Collected data:
========

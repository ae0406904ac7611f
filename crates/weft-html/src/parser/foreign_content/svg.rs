//! SVG case fix-ups for tag and attribute names.
//!
//! The tokenizer lowercases every name, but SVG names are camel-cased.

use crate::tokenizer::{Attribute, Tag};

/// [§ 13.2.6.3 Adjust SVG attributes](https://html.spec.whatwg.org/multipage/parsing.html#adjust-svg-attributes)
///
/// "When the steps below require the user agent to adjust SVG attributes for a
/// token, then, if the attribute's name is one of the names in the first column
/// of the following table, set the attribute's name to the name in the second
/// column."
const SVG_ATTRIBUTE_ADJUSTMENTS: &[(&str, &str)] = &[
    ("attributename", "attributeName"),
    ("attributetype", "attributeType"),
    ("basefrequency", "baseFrequency"),
    ("baseprofile", "baseProfile"),
    ("calcmode", "calcMode"),
    ("clippathunits", "clipPathUnits"),
    ("diffuseconstant", "diffuseConstant"),
    ("edgemode", "edgeMode"),
    ("filterunits", "filterUnits"),
    ("glyphref", "glyphRef"),
    ("gradienttransform", "gradientTransform"),
    ("gradientunits", "gradientUnits"),
    ("kernelmatrix", "kernelMatrix"),
    ("kernelunitlength", "kernelUnitLength"),
    ("keypoints", "keyPoints"),
    ("keysplines", "keySplines"),
    ("keytimes", "keyTimes"),
    ("lengthadjust", "lengthAdjust"),
    ("limitingconeangle", "limitingConeAngle"),
    ("markerheight", "markerHeight"),
    ("markerunits", "markerUnits"),
    ("markerwidth", "markerWidth"),
    ("maskcontentunits", "maskContentUnits"),
    ("maskunits", "maskUnits"),
    ("numoctaves", "numOctaves"),
    ("pathlength", "pathLength"),
    ("patterncontentunits", "patternContentUnits"),
    ("patterntransform", "patternTransform"),
    ("patternunits", "patternUnits"),
    ("pointsatx", "pointsAtX"),
    ("pointsaty", "pointsAtY"),
    ("pointsatz", "pointsAtZ"),
    ("preservealpha", "preserveAlpha"),
    ("preserveaspectratio", "preserveAspectRatio"),
    ("primitiveunits", "primitiveUnits"),
    ("refx", "refX"),
    ("refy", "refY"),
    ("repeatcount", "repeatCount"),
    ("repeatdur", "repeatDur"),
    ("requiredextensions", "requiredExtensions"),
    ("requiredfeatures", "requiredFeatures"),
    ("specularconstant", "specularConstant"),
    ("specularexponent", "specularExponent"),
    ("spreadmethod", "spreadMethod"),
    ("startoffset", "startOffset"),
    ("stddeviation", "stdDeviation"),
    ("stitchtiles", "stitchTiles"),
    ("surfacescale", "surfaceScale"),
    ("systemlanguage", "systemLanguage"),
    ("tablevalues", "tableValues"),
    ("targetx", "targetX"),
    ("targety", "targetY"),
    ("textlength", "textLength"),
    ("viewbox", "viewBox"),
    ("viewtarget", "viewTarget"),
    ("xchannelselector", "xChannelSelector"),
    ("ychannelselector", "yChannelSelector"),
    ("zoomandpan", "zoomAndPan"),
];

/// [§ 13.2.6.5](https://html.spec.whatwg.org/multipage/parsing.html#parsing-main-inforeign)
///
/// "If the adjusted current node is an element in the SVG namespace, and the
/// token's tag name is one of the ones in the first column of the following
/// table, change the tag name to the name given in the corresponding cell in
/// the second column."
const SVG_TAG_NAME_ADJUSTMENTS: &[(&str, &str)] = &[
    ("altglyph", "altGlyph"),
    ("altglyphdef", "altGlyphDef"),
    ("altglyphitem", "altGlyphItem"),
    ("animatecolor", "animateColor"),
    ("animatemotion", "animateMotion"),
    ("animatetransform", "animateTransform"),
    ("clippath", "clipPath"),
    ("feblend", "feBlend"),
    ("fecolormatrix", "feColorMatrix"),
    ("fecomponenttransfer", "feComponentTransfer"),
    ("fecomposite", "feComposite"),
    ("feconvolvematrix", "feConvolveMatrix"),
    ("fediffuselighting", "feDiffuseLighting"),
    ("fedisplacementmap", "feDisplacementMap"),
    ("fedistantlight", "feDistantLight"),
    ("fedropshadow", "feDropShadow"),
    ("feflood", "feFlood"),
    ("fefunca", "feFuncA"),
    ("fefuncb", "feFuncB"),
    ("fefuncg", "feFuncG"),
    ("fefuncr", "feFuncR"),
    ("fegaussianblur", "feGaussianBlur"),
    ("feimage", "feImage"),
    ("femerge", "feMerge"),
    ("femergenode", "feMergeNode"),
    ("femorphology", "feMorphology"),
    ("feoffset", "feOffset"),
    ("fepointlight", "fePointLight"),
    ("fespecularlighting", "feSpecularLighting"),
    ("fespotlight", "feSpotLight"),
    ("fetile", "feTile"),
    ("feturbulence", "feTurbulence"),
    ("foreignobject", "foreignObject"),
    ("glyphref", "glyphRef"),
    ("lineargradient", "linearGradient"),
    ("radialgradient", "radialGradient"),
    ("textpath", "textPath"),
];

fn lookup(table: &[(&str, &'static str)], name: &str) -> Option<&'static str> {
    table
        .iter()
        .find(|(from, _)| *from == name)
        .map(|&(_, to)| to)
}

/// Restore the camel-cased SVG spelling of attribute names.
pub fn adjust_svg_attributes(attributes: &mut [Attribute]) {
    for attr in attributes {
        if let Some(fixed) = lookup(SVG_ATTRIBUTE_ADJUSTMENTS, &attr.name) {
            attr.name = fixed.to_string();
        }
    }
}

/// Restore the camel-cased SVG spelling of the tag name (`foreignobject`
/// becomes `foreignObject`).
pub fn adjust_svg_tag_name(tag: &mut Tag) {
    if let Some(fixed) = lookup(SVG_TAG_NAME_ADJUSTMENTS, &tag.name) {
        tag.name = fixed.to_string();
    }
}

#[cfg(test)]
mod tests {
    use super::*;

    #[test]
    fn test_tag_name_case_is_restored() {
        let mut tag = Tag::start("foreignobject");
        adjust_svg_tag_name(&mut tag);
        assert_eq!(tag.name, "foreignObject");

        let mut tag = Tag::start("circle");
        adjust_svg_tag_name(&mut tag);
        assert_eq!(tag.name, "circle");
    }

    #[test]
    fn test_attribute_case_is_restored() {
        let mut attributes = vec![
            Attribute::new("viewbox".to_string(), "0 0 10 10".to_string()),
            Attribute::new("fill".to_string(), "red".to_string()),
        ];
        adjust_svg_attributes(&mut attributes);
        assert_eq!(attributes[0].name, "viewBox");
        assert_eq!(attributes[1].name, "fill");
    }
}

========

[PROMPT]:
Where a line of the records has the string "Some", return that line.

[SOLUTION FOR THIS PROBLEM]:
        if let Some(fixed) = lookup(SVG_ATTRIBUTE_ADJUSTMENTS, &attr.name) {
    if let Some(fixed) = lookup(SVG_TAG_NAME_ADJUSTMENTS, &tag.name) {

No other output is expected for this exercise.